Task statement:
Every line with "parsed" in it must be copied from the data.

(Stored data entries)
★ ★ ★ ★ ★ ★ ★
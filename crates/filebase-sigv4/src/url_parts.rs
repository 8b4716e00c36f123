//! Conversion between URL strings and request fields.
//!
//! [`parse_url`] extracts the addressing fields of an absolute URL;
//! [`format_url`] turns a (usually signed) [`HttpRequest`] back into a URL
//! string. Formatting performs no validation: escaping of query keys and
//! values happens in [`build_query_string`].

use std::collections::btree_map::Entry;

use url::Url;

use crate::canonical::build_query_string;
use crate::error::SignError;
use crate::request::{HttpRequest, HttpRequestInit, Query, QueryValue};

/// The addressing fields extracted from a URL.
#[derive(Debug, Clone, PartialEq, Eq)]
pub struct UrlParts {
    /// Host name without port.
    pub hostname: String,
    /// Port, when given and not the scheme's default.
    pub port: Option<u16>,
    /// Scheme including the trailing `:`.
    pub protocol: String,
    /// The URL path, as percent-encoded by the parser, always starting with `/`.
    pub path: String,
    /// `None` from [`parse_url`]; the decoded query from [`parse_url_with_query`].
    pub query: Option<Query>,
}

impl From<&Url> for UrlParts {
    fn from(url: &Url) -> Self {
        let mut path = url.path().to_owned();
        // opaque paths (`mailto:x@y.com`) have no leading slash
        if !path.starts_with('/') {
            path.insert(0, '/');
        }
        Self {
            hostname: url.host_str().unwrap_or_default().to_owned(),
            port: url.port(),
            protocol: format!("{}:", url.scheme()),
            path,
            query: None,
        }
    }
}

impl From<UrlParts> for HttpRequestInit {
    fn from(parts: UrlParts) -> Self {
        Self {
            protocol: Some(parts.protocol),
            hostname: Some(parts.hostname),
            port: parts.port,
            path: Some(parts.path),
            query: parts.query,
            ..Self::default()
        }
    }
}

/// Parse an absolute URL string into its addressing fields.
///
/// # Errors
///
/// Returns [`SignError::InvalidUrl`] if `url` is not a valid absolute URL.
///
/// # Examples
///
/// ```
/// use filebase_sigv4::parse_url;
///
/// let parts = parse_url("http://example.com:8080/path").unwrap();
/// assert_eq!(parts.protocol, "http:");
/// assert_eq!(parts.hostname, "example.com");
/// assert_eq!(parts.port, Some(8080));
/// assert_eq!(parts.path, "/path");
///
/// assert!(parse_url("not a valid url").is_err());
/// ```
pub fn parse_url(url: &str) -> Result<UrlParts, SignError> {
    Ok(UrlParts::from(&parse_absolute(url)?))
}

/// Parse an absolute URL string, keeping its query parameters.
///
/// Like [`parse_url`], but `query` holds the decoded query pairs. A key that
/// appears more than once becomes a [`QueryValue::Multiple`] in order of
/// appearance; a key without `=` becomes an empty [`QueryValue::Single`].
///
/// # Errors
///
/// Returns [`SignError::InvalidUrl`] if `url` is not a valid absolute URL.
///
/// # Examples
///
/// ```
/// use filebase_sigv4::{QueryValue, parse_url_with_query};
///
/// let parts = parse_url_with_query("https://s3.filebase.com/b/k?uploadId=abc&partNumber=1").unwrap();
/// let query = parts.query.unwrap();
/// assert_eq!(query["uploadId"], QueryValue::from("abc"));
/// assert_eq!(query["partNumber"], QueryValue::from("1"));
/// ```
pub fn parse_url_with_query(url: &str) -> Result<UrlParts, SignError> {
    let parsed = parse_absolute(url)?;
    let mut query = Query::new();
    for (key, value) in parsed.query_pairs() {
        let value = value.into_owned();
        match query.entry(key.into_owned()) {
            Entry::Vacant(entry) => {
                entry.insert(QueryValue::Single(value));
            }
            Entry::Occupied(mut entry) => match entry.get_mut() {
                QueryValue::Multiple(values) => values.push(value),
                existing => {
                    let first = match std::mem::replace(existing, QueryValue::Absent) {
                        QueryValue::Single(first) => first,
                        _ => String::new(),
                    };
                    *existing = QueryValue::Multiple(vec![first, value]);
                }
            },
        }
    }

    Ok(UrlParts {
        query: Some(query),
        ..UrlParts::from(&parsed)
    })
}

fn parse_absolute(url: &str) -> Result<Url, SignError> {
    Url::parse(url).map_err(|source| SignError::InvalidUrl {
        url: url.to_owned(),
        source,
    })
}

/// Format a request back into a URL string.
///
/// Produces `scheme://[user[:pass]@]host[:port]path[?query][#fragment]`.
/// Fields are repaired rather than validated: a missing `:` after the scheme
/// is added, a relative path gets a leading `/`, and when either `username`
/// or `password` is set both are emitted (the missing one as an empty string).
///
/// # Examples
///
/// ```
/// use filebase_sigv4::{HttpRequest, HttpRequestInit, format_url};
///
/// let request = HttpRequest::new(HttpRequestInit {
///     hostname: Some("example.com".to_owned()),
///     port: Some(8443),
///     path: Some("/bucket/key".to_owned()),
///     fragment: Some("top".to_owned()),
///     ..Default::default()
/// });
/// assert_eq!(format_url(&request), "https://example.com:8443/bucket/key#top");
/// ```
#[must_use]
pub fn format_url(request: &HttpRequest) -> String {
    let mut protocol = request.protocol.clone();
    if !protocol.is_empty() && !protocol.ends_with(':') {
        protocol.push(':');
    }

    let hostname = request.host();

    let mut path = request.path.clone();
    if !path.is_empty() && !path.starts_with('/') {
        path.insert(0, '/');
    }

    let mut query = build_query_string(&request.query);
    if !query.is_empty() && !query.starts_with('?') {
        query.insert(0, '?');
    }

    let auth = if request.username.is_some() || request.password.is_some() {
        format!(
            "{}:{}@",
            request.username.as_deref().unwrap_or_default(),
            request.password.as_deref().unwrap_or_default()
        )
    } else {
        String::new()
    };

    let fragment = match request.fragment.as_deref() {
        Some(fragment) if !fragment.is_empty() => format!("#{fragment}"),
        _ => String::new(),
    };

    format!("{protocol}//{auth}{hostname}{path}{query}{fragment}")
}

#[cfg(test)]
mod tests {
    use super::*;

    fn request_from(url: &str) -> HttpRequest {
        HttpRequest::new(HttpRequestInit::from(parse_url(url).unwrap()))
    }

    #[test]
    fn test_should_parse_protocol_and_hostname() {
        let parts = parse_url("https://example.com/path").unwrap();
        assert_eq!(parts.protocol, "https:");
        assert_eq!(parts.hostname, "example.com");
        assert_eq!(parts.port, None);
        assert_eq!(parts.path, "/path");
        assert_eq!(parts.query, None);
    }

    #[test]
    fn test_should_parse_port() {
        let parts = parse_url("http://example.com:8080/path").unwrap();
        assert_eq!(parts.port, Some(8080));
    }

    #[test]
    fn test_should_drop_default_port() {
        let parts = parse_url("https://example.com:443/").unwrap();
        assert_eq!(parts.port, None);
    }

    #[test]
    fn test_should_not_parse_query() {
        let parts = parse_url("https://example.com/path?a=1").unwrap();
        assert_eq!(parts.query, None);
        assert_eq!(parts.path, "/path");
    }

    #[test]
    fn test_should_reject_invalid_url() {
        let err = parse_url("not a valid url").unwrap_err();
        match err {
            SignError::InvalidUrl { url, .. } => assert_eq!(url, "not a valid url"),
            other => panic!("unexpected error: {other:?}"),
        }
    }

    #[test]
    fn test_should_accept_structured_url() {
        let url = Url::parse("https://s3.filebase.com/bucket/file.car").unwrap();
        let parts = UrlParts::from(&url);
        assert_eq!(parts, parse_url(url.as_str()).unwrap());
    }

    #[test]
    fn test_should_keep_query_pairs_when_requested() {
        let parts =
            parse_url_with_query("https://s3.filebase.com/b/k?partNumber=1&uploadId=abc&tag=x&tag=y&acl")
                .unwrap();
        let query = parts.query.unwrap();
        assert_eq!(query["partNumber"], QueryValue::from("1"));
        assert_eq!(query["uploadId"], QueryValue::from("abc"));
        assert_eq!(
            query["tag"],
            QueryValue::Multiple(vec!["x".to_owned(), "y".to_owned()])
        );
        assert_eq!(query["acl"], QueryValue::from(""));
        assert_eq!(parts.path, "/b/k");
    }

    #[test]
    fn test_should_decode_escaped_query_values() {
        let parts = parse_url_with_query("https://example.com/?prefix=a%20b%2Fc").unwrap();
        assert_eq!(parts.query.unwrap()["prefix"], QueryValue::from("a b/c"));
    }

    #[test]
    fn test_should_return_empty_query_when_url_has_none() {
        let parts = parse_url_with_query("https://example.com/path").unwrap();
        assert_eq!(parts.query, Some(Query::new()));
        assert!(parse_url_with_query("not a valid url").is_err());
    }

    #[test]
    fn test_should_root_opaque_paths() {
        let parts = parse_url("mailto:x@y.com").unwrap();
        assert_eq!(parts.path, "/x@y.com");
        let formatted = format_url(&HttpRequest::new(HttpRequestInit::from(parts.clone())));
        assert_eq!(parse_url(&formatted).unwrap(), parts);
    }

    #[test]
    fn test_should_omit_port_zero() {
        let mut request = request_from("https://example.com/");
        request.port = Some(0);
        assert_eq!(format_url(&request), "https://example.com/");
    }

    #[test]
    fn test_should_format_query_and_auth() {
        let mut request = request_from("https://example.com/path");
        request.query.insert("b".to_owned(), "2".into());
        request.query.insert("a".to_owned(), QueryValue::Absent);
        request.username = Some("user".to_owned());
        assert_eq!(format_url(&request), "https://user:@example.com/path?a&b=2");
    }

    #[test]
    fn test_should_repair_protocol_and_path() {
        let mut request = HttpRequest::default();
        request.protocol = "http".to_owned();
        request.path = "relative".to_owned();
        assert_eq!(format_url(&request), "http://localhost/relative");
    }

    #[test]
    fn test_should_skip_empty_fragment() {
        let mut request = request_from("https://example.com/");
        request.fragment = Some(String::new());
        assert_eq!(format_url(&request), "https://example.com/");
    }

    #[test]
    fn test_should_round_trip_through_format() {
        for url in [
            "https://example.com/path",
            "http://example.com:8080/a/b%20c",
            "https://s3.filebase.com/bucket/hello.txt",
            "http://[::1]:9000/bucket",
            "https://example.com",
        ] {
            let once = parse_url(url).unwrap();
            let formatted = format_url(&HttpRequest::new(HttpRequestInit::from(once.clone())));
            let twice = parse_url(&formatted).unwrap();
            assert_eq!(once, twice, "round trip of {url}");
        }
    }
}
★ ★ ★ ★ ★ ★ ★
Solution to this task:
    let parsed = parse_absolute(url)?;
    for (key, value) in parsed.query_pairs() {
        ..UrlParts::from(&parsed)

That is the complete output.